▸ Your task: Every record, from first to last, should be written out again exactly.

___ Stored data ___

//! Two-phase-locking transaction layer: sessions, table locks with
//! deadlock detection, and the transaction manager that drives row
//! actions through commit and rollback.

pub mod locks;
pub mod manager;
pub mod session;

pub use locks::{LockMode, LockTable, SessionControl, WaitForGraph};
pub use manager::TransactionManager;
pub use session::{Session, SessionRegistry};
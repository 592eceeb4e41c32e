//! Configuration structures for the KestrelDB engine.

use serde::{Deserialize, Serialize};
use std::path::PathBuf;

/// Configuration for the row cache.
#[derive(Debug, Clone, Serialize, Deserialize)]
pub struct CacheConfig {
    /// Maximum number of resident rows.
    pub max_rows: usize,
    /// Maximum total storage size of resident rows in bytes.
    pub max_bytes: usize,
    /// Access-count batching window. A cache hit only refreshes an entry's
    /// access snapshot when the global access clock has advanced by at
    /// least this much since the last refresh, so eviction order is
    /// approximately (not strictly) least-recently-accessed.
    pub access_batch: u64,
}

impl Default for CacheConfig {
    fn default() -> Self {
        Self {
            max_rows: 4096,
            max_bytes: 16 * 1024 * 1024, // 16 MB
            access_batch: 64,
        }
    }
}

impl CacheConfig {
    /// A small configuration convenient for tests: tight row capacity,
    /// effectively unbounded bytes, no access batching.
    pub fn with_capacity(max_rows: usize) -> Self {
        Self {
            max_rows,
            max_bytes: usize::MAX,
            access_batch: 1,
        }
    }
}

/// Configuration for the row store.
#[derive(Debug, Clone, Serialize, Deserialize)]
pub struct StoreConfig {
    /// Base directory for data files.
    pub data_dir: PathBuf,
    /// Enable fsync after writes.
    pub fsync_enabled: bool,
}

impl Default for StoreConfig {
    fn default() -> Self {
        Self {
            data_dir: PathBuf::from("./data"),
            fsync_enabled: true,
        }
    }
}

___

▸ Result of this exercise:
//! Two-phase-locking transaction layer: sessions, table locks with
//! deadlock detection, and the transaction manager that drives row
//! actions through commit and rollback.

pub mod locks;
pub mod manager;
pub mod session;

pub use locks::{LockMode, LockTable, SessionControl, WaitForGraph};
pub use manager::TransactionManager;
pub use session::{Session, SessionRegistry};
repository 592eceeb4e41c32e
//! Configuration structures for the KestrelDB engine.

use serde::{Deserialize, Serialize};
use std::path::PathBuf;

/// Configuration for the row cache.
#[derive(Debug, Clone, Serialize, Deserialize)]
pub struct CacheConfig {
    /// Maximum number of resident rows.
    pub max_rows: usize,
    /// Maximum total storage size of resident rows in bytes.
    pub max_bytes: usize,
    /// Access-count batching window. A cache hit only refreshes an entry's
    /// access snapshot when the global access clock has advanced by at
    /// least this much since the last refresh, so eviction order is
    /// approximately (not strictly) least-recently-accessed.
    pub access_batch: u64,
}

impl Default for CacheConfig {
    fn default() -> Self {
        Self {
            max_rows: 4096,
            max_bytes: 16 * 1024 * 1024, // 16 MB
            access_batch: 64,
        }
    }
}

impl CacheConfig {
    /// A small configuration convenient for tests: tight row capacity,
    /// effectively unbounded bytes, no access batching.
    pub fn with_capacity(max_rows: usize) -> Self {
        Self {
            max_rows,
            max_bytes: usize::MAX,
            access_batch: 1,
        }
    }
}

/// Configuration for the row store.
#[derive(Debug, Clone, Serialize, Deserialize)]
pub struct StoreConfig {
    /// Base directory for data files.
    pub data_dir: PathBuf,
    /// Enable fsync after writes.
    pub fsync_enabled: bool,
}

impl Default for StoreConfig {
    fn default() -> Self {
        Self {
            data_dir: PathBuf::from("./data"),
            fsync_enabled: true,
        }
    }
}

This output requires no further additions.